National Hunt Chase Tips, Betting Offers and Odds – 12 March 2019

National Hunt Chase Preview: Tips, Betting Offers and Odds, 4.50 at Cheltenham on Tuesday 12th March 2019

The penultimate race on the opening day is one of the oldest of the whole Cheltenham Festival. Read on for the best odds, offers and betting tips surrounding the historic National Hunt Chase.

Having been with us since as long ago as 1860, of the Cheltenham Festival contests, only the Grand Annual predates this event. Restricted to amateur riders and novice chasers, this Listed class event is run over a distance just short of four miles. With over £80,000 in total prize money up for grabs, this is one of the major amateur races of the racing year.

National Hunt Chase Betting Tips 2019

  • Tips to follow

National Hunt Chase Betting Offers

Free bets, enhanced odds and other offers for the National Hunt Chase will appear soon but take a gander at the best Cheltenham offers and bonuses in the meantime!


National Hunt Chase Tips and 2019 Race Preview

Race preview to follow soon.

National Hunt Chase Previous Winners

  • 2018 – Rathvinden – jockey Patrick Mullins, trainer Willie Mullins
  • 2017 – Tiger Roll – jockey Lisa O’Neill, trainer Gordon Elliott
  • 2016 – Minella Rocco – jockey Derek O’Connor, trainer Jonjo O’Neill
  • 2015 – Cause Of Causes – jockey Jamie Codd, trainer Gordon Elliott
  • 2014 – Midnight Prayer – jockey Joshua Newman, trainer Alan King
  • 2013 – Back In Focus – jockey Patrick Mullins, trainer Willie Mullins
  • 2012 – Teaforthree – jockey J.T. McNamara, trainer Rebecca Curtis
  • 2011 – Chicago Grey – jockey Derek O’Connor, trainer Gordon Elliott
  • 2010 – Poker de Sivola – jockey Katie Walsh, trainer Ferdy Murphy
  • 2009 – Tricky Trickster – jockey Sam Waley-Cohen, trainer Nigel Twiston-Davies
  • 2008 – Old Benny – jockey Charlie Huxley, trainer Alan King
  • 2007 – Butler’s Cabin – jockey Alan Berry, trainer Jonjo O’Neill
  • 2006 – Hot Weld – jockey Richard Harding, trainer Ferdy Murphy

National Hunt Chase History

This contest stands out not only due to its age, it is also held over the longest distance of any race at the festival.

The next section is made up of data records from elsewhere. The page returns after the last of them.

//! Level controller
//!
//! Score, timer, and level transitions, driven entirely by tick-time state.
//! The reference behavior here was a web of nested timeouts; instead every
//! delayed action is a [`Sequence`] advanced by the fixed step, so a fast
//! phase change can never be mutated by a stale callback.

use serde::{Deserialize, Serialize};

use super::field::ObstacleField;
use super::state::{GameEvent, GamePhase, GameState};
use crate::consts::*;

/// A time-driven overlay sequence, advanced each tick
#[derive(Debug, Clone, Copy, PartialEq, Serialize, Deserialize)]
pub enum Sequence {
    /// "LEVEL N!" banner shown before the next countdown
    LevelMessage { elapsed: f32 },
    /// "3","2","1","GO!" at 1 s cadence; unfreezes the vehicle on completion
    Countdown { elapsed: f32 },
}

impl Sequence {
    /// Overlay text to display right now, if any
    pub fn overlay_text(&self, level: u32) -> Option<String> {
        match *self {
            Sequence::LevelMessage { .. } => Some(format!("LEVEL {level}!")),
            Sequence::Countdown { elapsed } => {
                let step = (elapsed / COUNTDOWN_STEP_SECS) as usize;
                let within = elapsed - step as f32 * COUNTDOWN_STEP_SECS;
                let labels = ["3", "2", "1", "GO!"];
                if step < labels.len() && within < COUNTDOWN_VISIBLE_SECS {
                    Some(labels[step].to_string())
                } else {
                    None
                }
            }
        }
    }
}

/// Sum over levels 1..=level of the per-level tree count
pub fn max_possible_score(level: u32) -> u32 {
    (1..=level).map(|i| BASE_TREES + TREES_PER_LEVEL * i).sum()
}

/// Begin (or restart) the respawn countdown. Re-triggering while a countdown
/// is already in flight restarts it from "3"; the vehicle stays frozen either
/// way.
pub fn start_countdown(state: &mut GameState) {
    state.sequence = Some(Sequence::Countdown { elapsed: 0.0 });
    state.phase = GamePhase::Countdown;
    state.vehicle.frozen = true;
}

/// Advance the in-flight sequence, unfreezing the vehicle when a countdown
/// completes
pub fn advance_sequence(state: &mut GameState, dt: f32) {
    match state.sequence.take() {
        None => {}
        Some(Sequence::LevelMessage { elapsed }) => {
            let elapsed = elapsed + dt;
            if elapsed >= LEVEL_MESSAGE_SECS {
                state.sequence = Some(Sequence::Countdown { elapsed: 0.0 });
                state.phase = GamePhase::Countdown;
            } else {
                state.sequence = Some(Sequence::LevelMessage { elapsed });
            }
        }
        Some(Sequence::Countdown { elapsed }) => {
            let elapsed = elapsed + dt;
            if elapsed >= COUNTDOWN_TOTAL_SECS {
                state.sequence = None;
                state.vehicle.frozen = false;
                state.phase = GamePhase::Playing;
            } else {
                state.sequence = Some(Sequence::Countdown { elapsed });
            }
        }
    }
}

/// Apply scoring events from collision resolution, then check for level
/// completion. Appends a `LevelComplete` event when the last tree breaks.
pub fn apply_events(state: &mut GameState, events: &mut Vec<GameEvent>) {
    let mut tree_broken = false;
    for i in 0..events.len() {
        match events[i] {
            GameEvent::TreeBroken { .. } => {
                state.score += 1;
                state.vehicle.add_boost_charge();
                tree_broken = true;
            }
            GameEvent::RockHit { .. } => {
                state.score -= 1;
            }
            _ => {}
        }
    }

    if tree_broken && state.phase == GamePhase::Playing && state.field.all_trees_broken() {
        complete_level(state);
        events.push(GameEvent::LevelComplete { level: state.level });
    }
}

/// All trees broken: freeze, bank the remaining time, regenerate the field
/// for the next level, and queue the banner + countdown.
fn complete_level(state: &mut GameState) {
    state.vehicle.frozen = true;
    state.level += 1;

    let bonus_levels = ((state.level as i32) - 1).min(TIME_BONUS_LEVEL_CAP);
    state.time_left += BASE_TIME_SECS + TIME_BONUS_PER_LEVEL * bonus_levels;
    state.timer_accum = 0.0;

    state.field = ObstacleField::generate(state.level, &mut GameState::level_rng(state.seed, state.level));
    state.max_score = max_possible_score(state.level);
    state.phase = GamePhase::LevelComplete;
    state.sequence = Some(Sequence::LevelMessage { elapsed: 0.0 });

    log::info!(
        "Level {} - {} trees, {} rocks, {}s on the clock",
        state.level,
        state.field.trees.len(),
        state.field.rocks.len(),
        state.time_left
    );
}

/// Advance the 1 Hz timer domain. Decrements only while actively playing
/// and unfrozen; reaching zero ends the run exactly once.
pub fn tick_timer(state: &mut GameState, dt: f32, events: &mut Vec<GameEvent>) {
    if state.phase != GamePhase::Playing || state.vehicle.frozen {
        return;
    }

    state.timer_accum += dt;
    while state.timer_accum >= 1.0 {
        state.timer_accum -= 1.0;
        state.time_left -= 1;
        if state.time_left <= 0 {
            state.time_left = 0;
            game_over(state);
            events.push(GameEvent::GameOver);
            break;
        }
    }
}

/// Terminal state: timer stopped, vehicle frozen
pub fn game_over(state: &mut GameState) {
    state.phase = GamePhase::GameOver;
    state.vehicle.frozen = true;
    state.sequence = None;
    log::info!(
        "Game over - score {}/{} at level {}",
        state.score,
        state.max_score,
        state.level
    );
}

#[cfg(test)]
mod tests {
    use super::*;

    #[test]
    fn max_score_accumulates_per_level_tree_counts() {
        assert_eq!(max_possible_score(1), 20);
        assert_eq!(max_possible_score(2), 45);
        assert_eq!(max_possible_score(3), 75);
    }

    #[test]
    fn countdown_unfreezes_after_full_sequence() {
        let mut state = GameState::new(1);
        assert!(state.vehicle.frozen);

        let mut ticks = 0;
        while state.sequence.is_some() {
            advance_sequence(&mut state, SIM_DT);
            ticks += 1;
            assert!(ticks < 600, "countdown never completed");
        }
        assert!(!state.vehicle.frozen);
        assert_eq!(state.phase, GamePhase::Playing);
        // Roughly 3.5 seconds of suspension
        assert!((ticks as f32 * SIM_DT - COUNTDOWN_TOTAL_SECS).abs() < 0.1);
    }

    #[test]
    fn countdown_overlay_cadence() {
        let seq = Sequence::Countdown { elapsed: 0.1 };
        assert_eq!(seq.overlay_text(1).as_deref(), Some("3"));
        let seq = Sequence::Countdown { elapsed: 0.9 };
        assert_eq!(seq.overlay_text(1), None);
        let seq = Sequence::Countdown { elapsed: 1.2 };
        assert_eq!(seq.overlay_text(1).as_deref(), Some("2"));
        let seq = Sequence::Countdown { elapsed: 3.1 };
        assert_eq!(seq.overlay_text(1).as_deref(), Some("GO!"));
        let seq = Sequence::Countdown { elapsed: 3.95 };
        assert_eq!(seq.overlay_text(1), None);
    }

    #[test]
    fn level_message_leads_into_countdown() {
        let mut state = GameState::new(1);
        state.sequence = Some(Sequence::LevelMessage { elapsed: 0.0 });
        state.phase = GamePhase::LevelComplete;

        let banner_ticks = (LEVEL_MESSAGE_SECS / SIM_DT) as u32 + 1;
        for _ in 0..banner_ticks {
            advance_sequence(&mut state, SIM_DT);
        }
        assert!(matches!(state.sequence, Some(Sequence::Countdown { .. })));
        assert_eq!(state.phase, GamePhase::Countdown);
    }

    #[test]
    fn breaking_last_tree_completes_level_once() {
        let mut state = GameState::new(9);
        state.phase = GamePhase::Playing;
        state.vehicle.frozen = false;
        state.time_left = 30;

        for tree in &mut state.field.trees {
            tree.broken = true;
        }
        let mut events = vec![GameEvent::TreeBroken { tree: 0 }];
        apply_events(&mut state, &mut events);

        assert_eq!(state.level, 2);
        assert_eq!(state.phase, GamePhase::LevelComplete);
        assert!(state.vehicle.frozen);
        // 60 base + 4 bonus (new level 2 → one completed level) + 30 carried
        assert_eq!(state.time_left, 94);
        assert_eq!(state.field.trees.len(), 25);
        assert_eq!(state.field.rocks.len(), 16);
        assert_eq!(state.max_score, 45);
        assert_eq!(
            events
                .iter()
                .filter(|e| matches!(e, GameEvent::LevelComplete { .. }))
                .count(),
            1
        );

        // Replaying the same events against the fresh field does nothing:
        // the new trees are unbroken
        let mut events = vec![GameEvent::TreeBroken { tree: 0 }];
        state.phase = GamePhase::Playing;
        apply_events(&mut state, &mut events);
        assert_eq!(state.level, 2);
    }

    #[test]
    fn time_bonus_caps_after_four_completed_levels() {
        let mut state = GameState::new(9);
        state.phase = GamePhase::Playing;
        state.level = 7;
        state.time_left = 0;

        for tree in &mut state.field.trees {
            tree.broken = true;
        }
        let mut events = vec![GameEvent::TreeBroken { tree: 0 }];
        apply_events(&mut state, &mut events);
        assert_eq!(state.level, 8);
        assert_eq!(state.time_left, 60 + 4 * 4);
    }

    #[test]
    fn tree_and_rock_events_net_zero_score_and_add_boost() {
        let mut state = GameState::new(2);
        state.phase = GamePhase::Playing;
        let mut events = vec![
            GameEvent::TreeBroken { tree: 0 },
            GameEvent::RockHit { rock: 0 },
        ];
        apply_events(&mut state, &mut events);
        assert_eq!(state.score, 0);
        assert_eq!(state.vehicle.boost_charge, 1.0);
    }

    #[test]
    fn score_can_go_negative() {
        let mut state = GameState::new(2);
        state.phase = GamePhase::Playing;
        let mut events = vec![GameEvent::RockHit { rock: 0 }];
        apply_events(&mut state, &mut events);
        apply_events(&mut state, &mut vec![GameEvent::RockHit { rock: 0 }]);
        assert_eq!(state.score, -2);
    }

    #[test]
    fn timer_expiry_fires_game_over_exactly_once() {
        let mut state = GameState::new(3);
        state.phase = GamePhase::Playing;
        state.vehicle.frozen = false;
        state.time_left = 1;

        let mut events = Vec::new();
        for _ in 0..120 {
            tick_timer(&mut state, SIM_DT, &mut events);
        }
        assert_eq!(state.phase, GamePhase::GameOver);
        assert_eq!(state.time_left, 0);
        assert_eq!(
            events
                .iter()
                .filter(|e| matches!(e, GameEvent::GameOver))
                .count(),
            1
        );
    }

    #[test]
    fn timer_holds_while_frozen() {
        let mut state = GameState::new(3);
        state.phase = GamePhase::Playing;
        state.vehicle.frozen = true;
        state.time_left = 10;

        let mut events = Vec::new();
        for _ in 0..180 {
            tick_timer(&mut state, SIM_DT, &mut events);
        }
        assert_eq!(state.time_left, 10);
    }
}
//! Input aggregation
//!
//! Merges keyboard state and (when present) the first connected gamepad into
//! one [`TickInput`] per simulation step. Keyboard works standalone; a missing
//! or disconnected gamepad is simply absent, never an error.

use glam::Vec2;

use crate::sim::TickInput;

/// Analog stick deflection below this is treated as centered
pub const STICK_DEADZONE: f32 = 0.2;
/// Right-stick deflection below this contributes no camera orbit
pub const ORBIT_DEADZONE: f32 = 0.1;
/// Right-stick horizontal to orbit-angle delta per tick
pub const ORBIT_X_RATE: f32 = 0.05;
/// Right-stick vertical to orbit-elevation delta per tick
pub const ORBIT_Y_RATE: f32 = 0.03;

/// Standard-mapping gamepad button indices
mod button {
    pub const A: u32 = 0;
    pub const B: u32 = 1;
    pub const Y: u32 = 3;
    pub const START: u32 = 9;
    pub const DPAD_UP: u32 = 12;
    pub const DPAD_DOWN: u32 = 13;
}

/// Digital controls read from one device. Keyboard and gamepad each fill one
/// of these; the aggregator ORs them together.
#[derive(Debug, Clone, Copy, Default, PartialEq)]
pub struct HeldControls {
    pub throttle: bool,
    pub reverse: bool,
    pub brake: bool,
    pub steer_left: bool,
    pub steer_right: bool,
    pub boost: bool,
    pub shift_gear: bool,
}

/// Accumulates device state between animation frames and produces the
/// merged control vector for each fixed step
#[derive(Debug, Default)]
pub struct InputAggregator {
    keyboard: HeldControls,
    gamepad: HeldControls,
    /// One-shots queued by event handlers, cleared after each tick
    pause: bool,
    respawn: bool,
    camera_reset: bool,
    /// Mouse-drag orbit deltas queued since the last tick
    orbit: Vec2,
    zoom: f32,
    /// Previous-frame gamepad buttons for edge detection
    prev_camera_reset_btn: bool,
    prev_pause_btn: bool,
}

impl InputAggregator {
    pub fn new() -> Self {
        Self::default()
    }

    /// Track a keyboard key transition. Unrecognized codes are ignored.
    /// Returns true if the code maps to a driving control (so the caller can
    /// suppress default browser behavior like page scroll).
    pub fn key_event(&mut self, code: &str, pressed: bool) -> bool {
        let k = &mut self.keyboard;
        match code {
            "KeyW" | "ArrowUp" => k.throttle = pressed,
            "KeyS" | "ArrowDown" => k.reverse = pressed,
            "Space" => k.brake = pressed,
            "KeyA" | "ArrowLeft" => k.steer_left = pressed,
            "KeyD" | "ArrowRight" => k.steer_right = pressed,
            "ControlLeft" | "ControlRight" => k.boost = pressed,
            "ShiftLeft" | "ShiftRight" => k.shift_gear = pressed,
            _ => return false,
        }
        true
    }

    /// Queue a pause toggle for the next tick
    pub fn request_pause(&mut self) {
        self.pause = true;
    }

    /// Queue a manual respawn for the next tick
    pub fn request_respawn(&mut self) {
        self.respawn = true;
    }

    /// Queue a camera snap-behind for the next tick
    pub fn request_camera_reset(&mut self) {
        self.camera_reset = true;
    }

    /// Accumulate a mouse-drag orbit delta
    pub fn add_orbit(&mut self, delta: Vec2) {
        self.orbit += delta;
    }

    /// Accumulate a wheel zoom delta
    pub fn add_zoom(&mut self, delta: f32) {
        self.zoom += delta;
    }

    /// Feed one frame of standard-mapping gamepad state. `axes` is the
    /// four-axis layout (left x/y, right x/y); `button_pressed` indexes the
    /// standard button order.
    pub fn gamepad_frame(&mut self, axes: &[f64], button_pressed: impl Fn(u32) -> bool) {
        let axis = |i: usize| axes.get(i).copied().unwrap_or(0.0) as f32;

        self.gamepad = HeldControls {
            throttle: axis(1) < -STICK_DEADZONE,
            reverse: axis(1) > STICK_DEADZONE,
            brake: button_pressed(button::A),
            steer_left: axis(0) < -STICK_DEADZONE,
            steer_right: axis(0) > STICK_DEADZONE,
            boost: button_pressed(button::B),
            shift_gear: button_pressed(button::DPAD_UP) || button_pressed(button::DPAD_DOWN),
        };

        // Y and Start are one-shots, so edge-detect them here
        let camera_reset = button_pressed(button::Y);
        if camera_reset && !self.prev_camera_reset_btn {
            self.camera_reset = true;
        }
        self.prev_camera_reset_btn = camera_reset;

        let pause = button_pressed(button::START);
        if pause && !self.prev_pause_btn {
            self.pause = true;
        }
        self.prev_pause_btn = pause;

        // Right stick orbits the camera continuously
        let rx = axis(2);
        let ry = axis(3);
        if rx.abs() > ORBIT_DEADZONE {
            self.orbit.x += rx * ORBIT_X_RATE;
        }
        if ry.abs() > ORBIT_DEADZONE {
            self.orbit.y += ry * ORBIT_Y_RATE;
        }
    }

    /// Drop the gamepad contribution (device disconnected)
    pub fn clear_gamepad(&mut self) {
        self.gamepad = HeldControls::default();
        self.prev_camera_reset_btn = false;
        self.prev_pause_btn = false;
    }

    /// Merge all sources into the control vector for one tick
    pub fn tick_input(&self) -> TickInput {
        let k = self.keyboard;
        let g = self.gamepad;
        TickInput {
            throttle: k.throttle || g.throttle,
            reverse: k.reverse || g.reverse,
            brake: k.brake || g.brake,
            steer_left: k.steer_left || g.steer_left,
            steer_right: k.steer_right || g.steer_right,
            boost: k.boost || g.boost,
            shift_gear: k.shift_gear || g.shift_gear,
            pause: self.pause,
            respawn: self.respawn,
            camera_reset: self.camera_reset,
            orbit: self.orbit,
            zoom: self.zoom,
        }
    }

    /// Clear one-shots and accumulated camera deltas after a tick has
    /// consumed them
    pub fn end_tick(&mut self) {
        self.pause = false;
        self.respawn = false;
        self.camera_reset = false;
        self.orbit = Vec2::ZERO;
        self.zoom = 0.0;
    }
}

There are 24 fences in all to negotiate over this marathon near four mile trip.

The race has never been commercially sponsored but has altered its title over the years to honour significant individuals. These include legendary racing broadcaster Peter O’Sullevan, journalist and significant contributor to jockey care John Oaksey, Cheltenham Gold Cup winning jockey Terry Biddlecombe and trainer Toby Balding who won the Gold Cup and Champion hurdle as well as the Grand National.

1860 marked the first ever running of this race at Market Harborough. The second edition took place here at Cheltenham, but it took until 1911 before the race made its permanent home at this track. In the intervening years the contest was held at such exotic locations as Abergavenny, Bogside, Rugby, Burton Lazars and Crewkerne.

A look through the lists of previous winning trainers and jockeys further illustrates the rich heritage of this race. There is no Ruby Walsh or Tony McCoy in sight but we do have six different Captains and a pair of Sir’s, whilst on the trainers list we find one Lieutenant-Colonel M Lindsay.

It is one of the aforementioned Captains who was one of the real stars of the 19th century in this race. Captain Arthur Smith rode the winner four times between the years of 1864 and 1880 at three different tracks. He remains the most successful jockey in the history of the race.

In the modern era there are nine men to have twice ridden the winner. One name stands out on the list. Namely a certain Willie Mullins, the man who went on to set a festival training record when sending out eight winners in 2015. Willie rode Hazy Dawn (1982) and Macks Friendly (1984) to victory for his father Paddy Mullins. Keeping the family tradition going Willie Mullins only winner in this as a trainer, Back In Focus (2013 was ridden by his son Patrick.

Younger runners fared pretty well in this race in the early years, as 16 five-year-olds and 11 four-year-olds came home in front prior to 1911. This trend was never going to continue as the race has long since been restricted to horses aged five and older. Nevertheless the record of the younger contenders has been pretty dismal since the event became established at Cheltenham.

Only two five-year-olds have won in this time, and none since 1978. Six-year-olds have fared only marginally better with eight wins. In contrast those aged seven or eight have claimed a total of 53 wins between them over this period. The oldest winner of this race came in 1928 when Cryptical prevailed at the grand old age of 13.